Al_ said:
Although, if someone wanted to genetically engineer a poisonous strawberry, for example, that would be entirely possible, given the required skill and lab setup. At least with traditional foods (including old varieties produced by selective breeding) we have the assurance that comes from centuries of testing on live subjects.
Call me a "late adopter" if you like
Conventional breeding also carries risks of creating poisonous or unsafe plants. For example, in the 1960s, farmers bred a new variety of potato that created the best potato chip that anyone had ever made.
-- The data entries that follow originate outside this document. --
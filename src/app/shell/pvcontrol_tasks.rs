//! Tasks for the `microsoft/pantacor-pvcontrol` update type.

use std::any::Any;
use std::panic::{self, AssertUnwindSafe};
use std::path::{Path, PathBuf};

use log::{error, info};

use super::common_tasks;
use crate::app::cli::LaunchArguments;
use crate::domain::{
    AppError, EXIT_FAILURE, EXIT_UNSUPPORTED, ShellAction, ShellConfig, TaskResult,
};
use crate::ports::ProcessLauncher;

/// A pvcontrol command line.
#[derive(Debug, Clone, PartialEq, Eq)]
pub struct PvControlInvocation {
    pub program: PathBuf,
    pub args: Vec<String>,
}

/// Program and arguments for `action`, or `None` when pvcontrol has no
/// command for it.
///
/// Depends only on its inputs.
pub fn pvcontrol_invocation(
    action: ShellAction,
    target_data: &str,
    config: &ShellConfig,
) -> Option<PvControlInvocation> {
    let socket = path_arg(&config.pvcontrol_socket);

    let args: Vec<String> = match action {
        ShellAction::Install => vec![
            "-s".into(),
            socket,
            "-f".into(),
            path_arg(&config.state_files.installed),
            "steps".into(),
            "install".into(),
            target_data.into(),
        ],
        ShellAction::Apply => {
            vec!["-s".into(), socket, "commands".into(), "run".into(), target_data.into()]
        }
        ShellAction::GetStatus => vec![
            "-s".into(),
            socket,
            "-f".into(),
            path_arg(&config.state_files.progress),
            "steps".into(),
            "show-progress".into(),
            target_data.into(),
        ],
        ShellAction::Cancel | ShellAction::Rollback | ShellAction::Reboot => return None,
    };

    Some(PvControlInvocation { program: config.pvcontrol_command.clone(), args })
}

/// Run the pvcontrol task named by `--update-action`.
///
/// Errors and panics inside the task become `EXIT_FAILURE`.
pub(super) fn do_pvcontrol_task(
    args: &LaunchArguments,
    config: &ShellConfig,
    launcher: &dyn ProcessLauncher,
) -> TaskResult {
    let action = match args.update_action.parse::<ShellAction>() {
        Ok(action) => action,
        Err(e) => {
            error!("{}", e);
            return TaskResult::from_exit_status(EXIT_UNSUPPORTED);
        }
    };

    let target_data = args.target_data.as_deref();
    let outcome =
        panic::catch_unwind(AssertUnwindSafe(|| run_action(action, target_data, config, launcher)));

    match outcome {
        Ok(Ok(result)) => result,
        Ok(Err(e)) => {
            error!("Task '{}' failed: {}", action, e);
            TaskResult::from_exit_status(EXIT_FAILURE)
        }
        Err(payload) => {
            error!("Task '{}' panicked: {}", action, panic_message(payload.as_ref()));
            TaskResult::from_exit_status(EXIT_FAILURE)
        }
    }
}

fn run_action(
    action: ShellAction,
    target_data: Option<&str>,
    config: &ShellConfig,
    launcher: &dyn ProcessLauncher,
) -> Result<TaskResult, AppError> {
    match action {
        ShellAction::Cancel | ShellAction::Rollback => {
            info!("pvcontrol does not support '{}'", action);
            Ok(TaskResult::from_exit_status(EXIT_FAILURE))
        }
        ShellAction::Reboot => Ok(common_tasks::reboot(config, launcher)),
        _ => {
            let target = target_data
                .filter(|data| !data.is_empty())
                .ok_or(AppError::MissingTargetData { action })?;

            match pvcontrol_invocation(action, target, config) {
                Some(invocation) => {
                    info!("Running pvcontrol {}", action);
                    Ok(launcher.launch(&invocation.program, &invocation.args))
                }
                None => Ok(TaskResult::from_exit_status(EXIT_UNSUPPORTED)),
            }
        }
    }
}

fn path_arg(path: &Path) -> String {
    path.to_string_lossy().into_owned()
}

fn panic_message(payload: &(dyn Any + Send)) -> &str {
    if let Some(message) = payload.downcast_ref::<&str>() {
        message
    } else if let Some(message) = payload.downcast_ref::<String>() {
        message
    } else {
        "unknown panic"
    }
}

#[cfg(test)]
mod tests {
    use super::*;
    use crate::testing::RecordingLauncher;
    use proptest::prelude::*;

    fn launch_args(action: &str, target_data: Option<&str>) -> LaunchArguments {
        LaunchArguments::new("microsoft/pantacor-pvcontrol", action)
            .with_target_data(target_data.map(str::to_string))
    }

    struct PanickingLauncher;

    impl ProcessLauncher for PanickingLauncher {
        fn launch(&self, _program: &Path, _args: &[String]) -> TaskResult {
            panic!("launcher exploded");
        }
    }

    #[test]
    fn install_passes_installed_file() {
        let invocation =
            pvcontrol_invocation(ShellAction::Install, "/tmp/wf1/img.swu", &ShellConfig::default())
                .unwrap();

        assert_eq!(invocation.program, PathBuf::from("/usr/lib/adu/pvcontrol"));
        assert_eq!(
            invocation.args,
            [
                "-s",
                "/var/run/pv-ctrl",
                "-f",
                "/var/lib/adu/pvinstalled.json",
                "steps",
                "install",
                "/tmp/wf1/img.swu"
            ]
        );
    }

    #[test]
    fn apply_runs_revision_command() {
        let invocation =
            pvcontrol_invocation(ShellAction::Apply, "r42", &ShellConfig::default()).unwrap();

        assert_eq!(invocation.args, ["-s", "/var/run/pv-ctrl", "commands", "run", "r42"]);
    }

    #[test]
    fn get_status_passes_progress_file() {
        let invocation =
            pvcontrol_invocation(ShellAction::GetStatus, "r42", &ShellConfig::default()).unwrap();

        assert_eq!(
            invocation.args,
            [
                "-s",
                "/var/run/pv-ctrl",
                "-f",
                "/var/lib/adu/pvprogress.json",
                "steps",
                "show-progress",
                "r42"
            ]
        );
    }

    #[test]
    fn actions_without_pvcontrol_command_yield_none() {
        for action in [ShellAction::Cancel, ShellAction::Rollback, ShellAction::Reboot] {
            assert!(pvcontrol_invocation(action, "r42", &ShellConfig::default()).is_none());
        }
    }

    proptest! {
        #[test]
        fn invocation_depends_only_on_inputs(
            index in 0usize..ShellAction::ALL.len(),
            target in "[A-Za-z0-9/._-]{0,40}",
        ) {
            let action = ShellAction::ALL[index];
            let config = ShellConfig::default();
            prop_assert_eq!(
                pvcontrol_invocation(action, &target, &config),
                pvcontrol_invocation(action, &target, &config.clone())
            );
            if let Some(invocation) = pvcontrol_invocation(action, &target, &config) {
                prop_assert_eq!(invocation.args.last().map(String::as_str), Some(target.as_str()));
            }
        }
    }

    #[test]
    fn cancel_and_rollback_fail_without_launching() {
        let launcher = RecordingLauncher::succeeding();
        for action in ["cancel", "rollback"] {
            let result =
                do_pvcontrol_task(&launch_args(action, Some("r42")), &ShellConfig::default(), &launcher);
            assert_eq!(result.exit_status, EXIT_FAILURE);
        }
        assert!(launcher.calls().is_empty());
    }

    #[test]
    fn missing_target_data_fails() {
        let launcher = RecordingLauncher::succeeding();
        for action in ["install", "apply", "get-status"] {
            for data in [None, Some("")] {
                let result =
                    do_pvcontrol_task(&launch_args(action, data), &ShellConfig::default(), &launcher);
                assert_eq!(result.exit_status, EXIT_FAILURE, "action {}", action);
            }
        }
        assert!(launcher.calls().is_empty());
    }

    #[test]
    fn unknown_action_is_unsupported() {
        let launcher = RecordingLauncher::succeeding();
        let result =
            do_pvcontrol_task(&launch_args("explode", Some("r42")), &ShellConfig::default(), &launcher);

        assert_eq!(result.exit_status, EXIT_UNSUPPORTED);
        assert!(launcher.calls().is_empty());
    }

    #[test]
    fn child_exit_status_is_returned() {
        let launcher = RecordingLauncher::with_exit_status(42);
        let result =
            do_pvcontrol_task(&launch_args("apply", Some("r42")), &ShellConfig::default(), &launcher);

        assert_eq!(result.exit_status, 42);
        assert_eq!(launcher.calls().len(), 1);
    }

    #[test]
    fn reboot_runs_reboot_command() {
        let launcher = RecordingLauncher::succeeding();
        let result =
            do_pvcontrol_task(&launch_args("reboot", None), &ShellConfig::default(), &launcher);

        assert_eq!(result.exit_status, 0);
        let calls = launcher.calls();
        assert_eq!(calls[0].program, PathBuf::from("/sbin/reboot"));
        assert!(calls[0].args.is_empty());
    }

    #[test]
    fn panic_in_task_becomes_failure() {
        let result = do_pvcontrol_task(
            &launch_args("install", Some("/tmp/img.swu")),
            &ShellConfig::default(),
            &PanickingLauncher,
        );

        assert_eq!(result.exit_status, EXIT_FAILURE);
    }
}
Unfortunately, while selectively breeding for the ability to produce better potato chips, the farmers had also inadvertently introduced genes from wild potato plants that increase the amounts of toxic compounds in the potato (remember, the potato is in the same family as nightshade).
"Often, people frame genetically modified plants as this huge open question — a giant uncertainty, of the sort we’ve never dealt with before. There’s this idea that GM plants are uniquely at risk of producing unexpected side effects, and that we have no way of knowing what those effects would be until average consumers start getting sick, Gould told me. But neither of those things is really true. Conventional breeding, the simple act of crossing one existing plant with another, can produce all sorts of unexpected and dangerous results. One of the reasons Lenape potatoes are so infamous, I later found out, is that they played a big role in shaping how the USDA treats and tests new varieties of conventionally bred food plants today.
In fact, from Gould’s perspective, there’s actually a lot more risk and uncertainty with conventional breeding, than there is with genetic modification. That’s because, with GM, you’re mucking about with a single gene. There are a lot more genes in play with conventional breeding, and a lot more ways that surprising genetic interactions could come back to haunt you. “You try breeding potatoes for pest resistance, but you’re bringing in a whole chromosome from a wild potato,” he said. “We’ve found interactions between the wild genomes and the cultivated genomes that actually led to potentially poisonous chemicals in the potato.”
https://boingboing.net/2013/03/25/the-case-of-the-poison-potato.html
Of course, all varieties of GMO plants are extensively tested before they can be approved for human consumption in order to prevent situations like the Lenape potato from occurring, and long term studies of GMO crops, such as one put out by the US
National Academy of Sciences, have concluded that they are safe.
Al_ said:
IMHO, the real danger of GMO foods is not from directly eating them, but the effect that GM might have on the world ecosystem if modifications escape the farm and thrive in the wild.
Think about how introduced species have damaged ecosystems across the world, almost every continent has it's troublesome invaders.
The power of GM to make massive, designed, radical changes to a plant's genes far exceeds what is likely to occur in nature by orders of magnitude.
As an example, what if photosynthesis is made more efficient. Currently plants manage about 3% energy conversion, I have read. If GM gives us plants that manage 30%, and they escape, do they have the potential to evolve into forms that take over the grasslands and forests of the world?
Most domesticated food crops (the type being genetically engineered) would survive in the wild about as well as a domesticated house cat would survive in the African savanna (or else why would farmers have to put in so much effort to keep weeds [wild plants] for taking over their fields). Some applications would carry the risk of spreading engineered organisms into wild populations, but those applications rightly receive a lot of scrutiny.